== What this task involves ==
Look through the records that follow. Copy every line containing the word "PathBuf".

== Source records ==
%%

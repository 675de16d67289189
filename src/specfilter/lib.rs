//! # Specfilter Architecture
//!
//! Specfilter is a **predicate filtering library**: small composable
//! specifications that decide whether one item qualifies, and a filter that
//! applies a specification to a collection while keeping the original order.
//! The `specfilter` binary is one client of that library.
//!
//! ## Layers
//!
//! ```text
//! ┌─────────────────────────────────────────────────────────────┐
//! │  CLI Layer (cli/, wired by main.rs)                         │
//! │  - Parses arguments, formats output, installs logging       │
//! │  - The ONLY place that knows about stdout/stderr/exit codes │
//! └─────────────────────────────────────────────────────────────┘
//!                              │
//!                              ▼
//! ┌─────────────────────────────────────────────────────────────┐
//! │  API Layer (api.rs)                                         │
//! │  - Thin facade over commands                                │
//! └─────────────────────────────────────────────────────────────┘
//!                              │
//!                              ▼
//! ┌─────────────────────────────────────────────────────────────┐
//! │  Command Layer (commands/*.rs)                              │
//! │  - Loads the catalog, compiles queries, runs filters        │
//! │  - Returns `CmdResult`, never prints                        │
//! └─────────────────────────────────────────────────────────────┘
//!                              │
//!                              ▼
//! ┌─────────────────────────────────────────────────────────────┐
//! │  Core (specification.rs, operators.rs, filter.rs)           │
//! │  - Generic over the item type, no I/O, no logging           │
//! └─────────────────────────────────────────────────────────────┘
//! ```
//!
//! ## Core in one example
//!
//! ```
//! use specfilter::filter::{Filter, ItemFilter};
//! use specfilter::model::{Color, ColorSpec, Product, Size, SizeSpec};
//! use specfilter::specification::Specification;
//!
//! let items = vec![
//!     Product::new("Apple", Color::Green, Size::Small),
//!     Product::new("Banana", Color::Blue, Size::Medium),
//!     Product::new("House", Color::Green, Size::Large),
//! ];
//!
//! let spec = ColorSpec(Color::Green).and(SizeSpec(Size::Large));
//! let names: Vec<_> = ItemFilter
//!     .filter(items.as_slice(), &spec)
//!     .into_iter()
//!     .map(|p| p.name.as_str())
//!     .collect();
//! assert_eq!(names, vec!["House"]);
//! ```
//!
//! ## Module Overview
//!
//! - [`specification`]: The `Specification` trait and its combinators
//! - [`operators`]: `&`, `|` and `!` through the `Spec` wrapper
//! - [`filter`]: Order-preserving filtering over slices
//! - [`attributes`]: Named item attributes and the generic `AttrSpec`
//! - [`query`]: Text queries compiled to boxed specifications
//! - [`model`]: `Product`, `Color`, `Size` and their typed specifications
//! - [`api`]: The API facade
//! - [`commands`]: Business logic for each command
//! - [`store`]: Catalog storage abstraction and implementations
//! - [`config`]: Configuration management
//! - [`error`]: Error types

pub mod api;
pub mod attributes;
pub mod commands;
pub mod config;
pub mod error;
pub mod filter;
pub mod model;
pub mod operators;
pub mod query;
pub mod specification;
pub mod store;
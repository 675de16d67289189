use colored::*;
use tracing::{Event, Level, Subscriber};
use tracing_subscriber::fmt::format::{self, Writer};
use tracing_subscriber::fmt::{FmtContext, FormatEvent};
use tracing_subscriber::registry::LookupSpan;
use tracing_subscriber::EnvFilter;

/// Prints `[level-symbol] fields` without timestamps or targets.
pub struct SymbolFormatter;

impl<S, N> FormatEvent<S, N> for SymbolFormatter
where
    S: Subscriber + for<'a> LookupSpan<'a>,
    N: for<'a> format::FormatFields<'a> + 'static,
{
    fn format_event(
        &self,
        ctx: &FmtContext<'_, S, N>,
        mut writer: Writer<'_>,
        event: &Event<'_>,
    ) -> std::fmt::Result {
        let symbol = level_symbol(*event.metadata().level());
        write!(writer, "{} ", symbol)?;
        ctx.field_format().format_fields(writer.by_ref(), event)?;
        writeln!(writer)
    }
}

fn level_symbol(level: Level) -> ColoredString {
    match level {
        Level::TRACE => "[ ]".dimmed(),
        Level::DEBUG => "[?]".blue(),
        Level::INFO => "[+]".green().bold(),
        Level::WARN => "[*]".yellow().bold(),
        Level::ERROR => "[-]".red().bold(),
    }
}

/// Install the stderr subscriber. `RUST_LOG` wins over `verbose`.
pub fn init(verbose: bool) {
    let default_level = if verbose { "debug" } else { "warn" };
    let filter =
        EnvFilter::try_from_default_env().unwrap_or_else(|_| EnvFilter::new(default_level));

    // A subscriber may already be installed when running under a test harness.
    let _ = tracing_subscriber::fmt()
        .with_env_filter(filter)
        .with_writer(std::io::stderr)
        .event_format(SymbolFormatter)
        .try_init();
}
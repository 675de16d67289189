use crate::attributes::AttributeDef;
use crate::config::SpecFilterConfig;
use crate::model::Product;
use serde::Serialize;
use std::path::PathBuf;

pub mod attrs;
pub mod config;
pub mod demo;
pub mod filter;
pub mod init;
pub mod list;

#[derive(Debug, Clone)]
pub struct SpecFilterPaths {
    /// Holds `config.json` and the catalog written by `init`.
    pub data_dir: PathBuf,
}

impl SpecFilterPaths {
    pub fn new(data_dir: impl Into<PathBuf>) -> Self {
        Self {
            data_dir: data_dir.into(),
        }
    }

    pub fn default_catalog(&self) -> PathBuf {
        self.data_dir.join("catalog.json")
    }
}

#[derive(Debug, Clone, Copy, PartialEq, Eq, Serialize)]
#[serde(rename_all = "lowercase")]
pub enum MessageLevel {
    Info,
    Success,
    Warning,
    Error,
}

#[derive(Debug, Clone, Serialize)]
pub struct CmdMessage {
    pub level: MessageLevel,
    pub content: String,
}

impl CmdMessage {
    pub fn info(content: impl Into<String>) -> Self {
        Self {
            level: MessageLevel::Info,
            content: content.into(),
        }
    }

    pub fn success(content: impl Into<String>) -> Self {
        Self {
            level: MessageLevel::Success,
            content: content.into(),
        }
    }

    pub fn warning(content: impl Into<String>) -> Self {
        Self {
            level: MessageLevel::Warning,
            content: content.into(),
        }
    }

    pub fn error(content: impl Into<String>) -> Self {
        Self {
            level: MessageLevel::Error,
            content: content.into(),
        }
    }
}

/// An item together with its 1-based position in the catalog.
#[derive(Debug, Clone, PartialEq, Serialize)]
pub struct ListedItem {
    pub index: usize,
    pub item: Product,
}

/// A labelled set of listed items (one per demo scenario).
#[derive(Debug, Clone, Serialize)]
pub struct ListedGroup {
    pub label: String,
    pub items: Vec<ListedItem>,
}

#[derive(Debug, Default, Serialize)]
pub struct CmdResult {
    #[serde(skip_serializing_if = "Vec::is_empty")]
    pub listed: Vec<ListedItem>,
    #[serde(skip_serializing_if = "Vec::is_empty")]
    pub groups: Vec<ListedGroup>,
    #[serde(skip_serializing_if = "Vec::is_empty")]
    pub attributes: Vec<AttributeDef>,
    #[serde(skip_serializing_if = "Option::is_none")]
    pub config: Option<SpecFilterConfig>,
    #[serde(skip_serializing_if = "Vec::is_empty")]
    pub messages: Vec<CmdMessage>,
}

impl CmdResult {
    pub fn add_message(&mut self, message: CmdMessage) {
        self.messages.push(message);
    }

    pub fn with_listed(mut self, listed: Vec<ListedItem>) -> Self {
        self.listed = listed;
        self
    }

    pub fn with_groups(mut self, groups: Vec<ListedGroup>) -> Self {
        self.groups = groups;
        self
    }

    pub fn with_attributes(mut self, attributes: Vec<AttributeDef>) -> Self {
        self.attributes = attributes;
        self
    }

    pub fn with_config(mut self, config: SpecFilterConfig) -> Self {
        self.config = Some(config);
        self
    }
}

/// Pair each item with its 1-based catalog position.
pub(crate) fn index_items(items: Vec<Product>) -> Vec<ListedItem> {
    items
        .into_iter()
        .enumerate()
        .map(|(i, item)| ListedItem { index: i + 1, item })
        .collect()
}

%%

== Response for this exercise ==
use std::path::PathBuf;
    pub data_dir: PathBuf,
    pub fn new(data_dir: impl Into<PathBuf>) -> Self {
    pub fn default_catalog(&self) -> PathBuf {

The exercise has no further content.